#### Records supplied:
//! Synthetic sale generation
//!
//! [`PriceSynthesizer`] turns a neighborhood profile and a random source into
//! one priced record. Draws are taken in a fixed order, so a given seed
//! always reproduces the same dataset.

use crate::deterministic::{RandomSource, SeededSource};
use chrono::{Duration, NaiveDate};
use mhd_pricing_core::neighborhoods::{MARKET_CITY, MARKET_STATE};
use mhd_pricing_core::{NeighborhoodProfile, RawPropertyRecord, NEIGHBORHOODS, REFERENCE_YEAR};
use std::collections::BTreeMap;
use tracing::{info, instrument};

pub const MIN_SQFT: f64 = 600.0;
pub const MAX_SQFT: f64 = 6000.0;
pub const MIN_LOT_ACRES: f64 = 0.05;
pub const MAX_LOT_ACRES: f64 = 5.0;
pub const MEAN_LOT_ACRES: f64 = 0.25;
pub const PRICE_FLOOR: f64 = 50_000.0;
/// Sale dates fall within this many days before the as-of date.
pub const SALE_WINDOW_DAYS: usize = 730;

/// Build eras as `(first_year, last_year, weight)`.
const YEAR_ERAS: [(i32, i32, f64); 5] = [
    (1920, 1949, 0.30),
    (1950, 1969, 0.30),
    (1970, 1989, 0.20),
    (1990, 2009, 0.12),
    (2010, REFERENCE_YEAR, 0.08),
];

const STORIES: [f64; 5] = [1.0, 1.5, 2.0, 2.5, 3.0];
const STORY_WEIGHTS: [f64; 5] = [0.35, 0.10, 0.45, 0.05, 0.05];

const GARAGE_PROBABILITY: f64 = 0.7;
const GARAGE_SPACES: [u32; 3] = [1, 2, 3];
const GARAGE_WEIGHTS: [f64; 3] = [0.3, 0.6, 0.1];

const HALF_BATH_PROBABILITY: f64 = 0.4;
const RENOVATION_PROBABILITY: f64 = 0.3;
const RENOVATION_CUTOFF_YEAR: i32 = 2000;

pub const PROPERTY_TYPES: [&str; 4] = ["Single Family", "Townhouse", "Condo", "Multi-Family"];
const PROPERTY_TYPE_WEIGHTS: [f64; 4] = [0.75, 0.12, 0.08, 0.05];

const LOT_BONUS_THRESHOLD: f64 = 0.2;
const LOT_BONUS_PER_ACRE: f64 = 15_000.0;
const GARAGE_BONUS_PER_SPACE: f64 = 8_000.0;
const POOL_BONUS: f64 = 25_000.0;
const RENOVATION_BONUS: f64 = 20_000.0;

/// Bedroom choices and weights for a given square footage.
fn bedroom_table(sqft: u32) -> (&'static [u32], &'static [f64]) {
    match sqft {
        0..=999 => (&[1, 2], &[0.6, 0.4]),
        1000..=1499 => (&[2, 3], &[0.5, 0.5]),
        1500..=2499 => (&[3, 4], &[0.6, 0.4]),
        _ => (&[4, 5, 6], &[0.5, 0.35, 0.15]),
    }
}

fn round_to(value: f64, decimals: i32) -> f64 {
    let factor = 10f64.powi(decimals);
    (value * factor).round() / factor
}

/// Generates priced records from neighborhood profiles.
#[derive(Debug, Clone, Copy)]
pub struct PriceSynthesizer {
    reference_year: i32,
}

impl Default for PriceSynthesizer {
    fn default() -> Self {
        Self {
            reference_year: REFERENCE_YEAR,
        }
    }
}

impl PriceSynthesizer {
    pub fn new() -> Self {
        Self::default()
    }

    /// Produce one record with a synthetic `sale_price`.
    ///
    /// Draw order: sqft (2), beds (1), baths (2), year (2), lot (1),
    /// stories (1), garage (1 or 2), pool (1), renovation (0 or 1),
    /// distance (1), price noise (1), postal code (1), property type (1).
    pub fn synthesize(
        &self,
        profile: &NeighborhoodProfile,
        rng: &mut dyn RandomSource,
    ) -> RawPropertyRecord {
        let avg_sqft = f64::from(profile.avg_sqft);
        let sqft = (avg_sqft + avg_sqft * 0.25 * rng.standard_normal())
            .trunc()
            .clamp(MIN_SQFT, MAX_SQFT) as u32;

        let (bed_choices, bed_weights) = bedroom_table(sqft);
        let beds = bed_choices[rng.choose_weighted(bed_weights)];

        let dropped = rng.below(2) as u32;
        let mut baths = f64::from(beds.saturating_sub(dropped).max(1).min(beds + 1));
        if rng.next_f64() > 1.0 - HALF_BATH_PROBABILITY {
            baths += 0.5;
        }

        let era_weights: Vec<f64> = YEAR_ERAS.iter().map(|(_, _, w)| *w).collect();
        let (first, last, _) = YEAR_ERAS[rng.choose_weighted(&era_weights)];
        let year_built = first + rng.below((last - first + 1) as usize) as i32;

        let lot_size_acres = rng
            .exponential(MEAN_LOT_ACRES)
            .clamp(MIN_LOT_ACRES, MAX_LOT_ACRES);

        let stories = STORIES[rng.choose_weighted(&STORY_WEIGHTS)];

        let garage_spaces = if rng.next_f64() > 1.0 - GARAGE_PROBABILITY {
            GARAGE_SPACES[rng.choose_weighted(&GARAGE_WEIGHTS)]
        } else {
            0
        };

        let no_pool = (0.95 - profile.price_factor * 0.15).clamp(0.0, 1.0);
        let has_pool = rng.next_f64() > no_pool;

        let renovated = if year_built < RENOVATION_CUTOFF_YEAR {
            rng.next_f64() > 1.0 - RENOVATION_PROBABILITY
        } else {
            false
        };

        let (near, far) = profile.distance_range();
        let distance = rng.uniform(near, far);

        let base_price = f64::from(sqft) * profile.price_per_sqft();
        let age = f64::from(self.reference_year - year_built);
        let age_factor = (1.0 - age * 0.003).max(0.6);

        let lot_bonus = if lot_size_acres > LOT_BONUS_THRESHOLD {
            (lot_size_acres - LOT_BONUS_THRESHOLD) * LOT_BONUS_PER_ACRE
        } else {
            0.0
        };
        let garage_bonus = f64::from(garage_spaces) * GARAGE_BONUS_PER_SPACE;
        let pool_bonus = if has_pool { POOL_BONUS } else { 0.0 };
        let reno_bonus = if renovated { RENOVATION_BONUS } else { 0.0 };

        let noisy = (base_price * age_factor + lot_bonus + garage_bonus + pool_bonus + reno_bonus)
            * rng.uniform(0.9, 1.1);
        let sale_price = ((noisy / 1000.0).round() * 1000.0).max(PRICE_FLOOR);

        let postal_code = profile.valid_postal_codes[rng.below(profile.valid_postal_codes.len())];
        let property_type = PROPERTY_TYPES[rng.choose_weighted(&PROPERTY_TYPE_WEIGHTS)];

        RawPropertyRecord {
            sqft,
            beds,
            baths,
            year_built,
            lot_size_acres: round_to(lot_size_acres, 3),
            stories,
            garage_spaces,
            has_pool,
            renovated,
            neighborhood: profile.name.to_string(),
            postal_code: postal_code.to_string(),
            distance_to_downtown_miles: round_to(distance, 2),
            crime_index: profile.crime_index,
            school_rating: profile.school_rating,
            property_type: property_type.to_string(),
            sale_price: Some(sale_price as u64),
        }
    }
}

/// A generated record with its sale context.
#[derive(Debug, Clone, PartialEq)]
pub struct SyntheticSale {
    pub record: RawPropertyRecord,
    pub sale_date: NaiveDate,
    pub city: String,
    pub state: String,
}

/// Generate `n` sales from a seeded source.
#[instrument(level = "debug")]
pub fn generate_dataset(n: usize, seed: u64, as_of: NaiveDate) -> Vec<SyntheticSale> {
    let mut rng = SeededSource::new(seed);
    generate_with(n, &mut rng, as_of)
}

/// Generate `n` sales, drawing per record: neighborhood, the record itself,
/// then the sale date.
pub fn generate_with(n: usize, rng: &mut dyn RandomSource, as_of: NaiveDate) -> Vec<SyntheticSale> {
    let synthesizer = PriceSynthesizer::new();
    let mut sales = Vec::with_capacity(n);
    for _ in 0..n {
        let profile = &NEIGHBORHOODS[rng.below(NEIGHBORHOODS.len())];
        let record = synthesizer.synthesize(profile, rng);
        let days_ago = rng.below(SALE_WINDOW_DAYS) as i64;
        sales.push(SyntheticSale {
            record,
            sale_date: as_of - Duration::days(days_ago),
            city: MARKET_CITY.to_string(),
            state: MARKET_STATE.to_string(),
        });
    }
    sales
}

/// Summary statistics over a generated dataset.
#[derive(Debug, Clone, PartialEq)]
pub struct DatasetSummary {
    pub count: usize,
    pub min_price: u64,
    pub max_price: u64,
    pub median_price: f64,
    pub mean_sqft: f64,
    pub neighborhoods: usize,
    /// Median sale price per neighborhood
    pub neighborhood_medians: BTreeMap<String, f64>,
}

impl DatasetSummary {
    pub fn from_sales(sales: &[SyntheticSale]) -> Option<Self> {
        if sales.is_empty() {
            return None;
        }
        let prices: Vec<u64> = sales.iter().filter_map(|s| s.record.sale_price).collect();
        let mut by_neighborhood: BTreeMap<String, Vec<u64>> = BTreeMap::new();
        for sale in sales {
            if let Some(price) = sale.record.sale_price {
                by_neighborhood
                    .entry(sale.record.neighborhood.clone())
                    .or_default()
                    .push(price);
            }
        }
        let total_sqft: f64 = sales.iter().map(|s| f64::from(s.record.sqft)).sum();

        Some(Self {
            count: sales.len(),
            min_price: prices.iter().copied().min().unwrap_or(0),
            max_price: prices.iter().copied().max().unwrap_or(0),
            median_price: median_u64(prices),
            mean_sqft: total_sqft / sales.len() as f64,
            neighborhoods: by_neighborhood.len(),
            neighborhood_medians: by_neighborhood
                .into_iter()
                .map(|(name, prices)| (name, median_u64(prices)))
                .collect(),
        })
    }

    pub fn log(&self) {
        info!(
            records = self.count,
            min_price = self.min_price,
            max_price = self.max_price,
            median_price = self.median_price,
            mean_sqft = self.mean_sqft.round(),
            neighborhoods = self.neighborhoods,
            "generated dataset"
        );
        let mut ranked: Vec<_> = self.neighborhood_medians.iter().collect();
        ranked.sort_by(|a, b| b.1.total_cmp(a.1));
        for (name, median) in ranked.into_iter().take(10) {
            info!(neighborhood = %name, median_price = median, "neighborhood median");
        }
    }
}

fn median_u64(mut values: Vec<u64>) -> f64 {
    if values.is_empty() {
        return 0.0;
    }
    values.sort_unstable();
    let mid = values.len() / 2;
    if values.len() % 2 == 0 {
        (values[mid - 1] as f64 + values[mid] as f64) / 2.0
    } else {
        values[mid] as f64
    }
}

#### Problem details:
Each line from the one holding "for (name, median)" to the end of the entries is to be written out exactly. Skip every line before it.

#### Answer below:
        for (name, median) in ranked.into_iter().take(10) {
            info!(neighborhood = %name, median_price = median, "neighborhood median");
        }
    }
}

fn median_u64(mut values: Vec<u64>) -> f64 {
    if values.is_empty() {
        return 0.0;
    }
    values.sort_unstable();
    let mid = values.len() / 2;
    if values.len() % 2 == 0 {
        (values[mid - 1] as f64 + values[mid] as f64) / 2.0
    } else {
        values[mid] as f64
    }
}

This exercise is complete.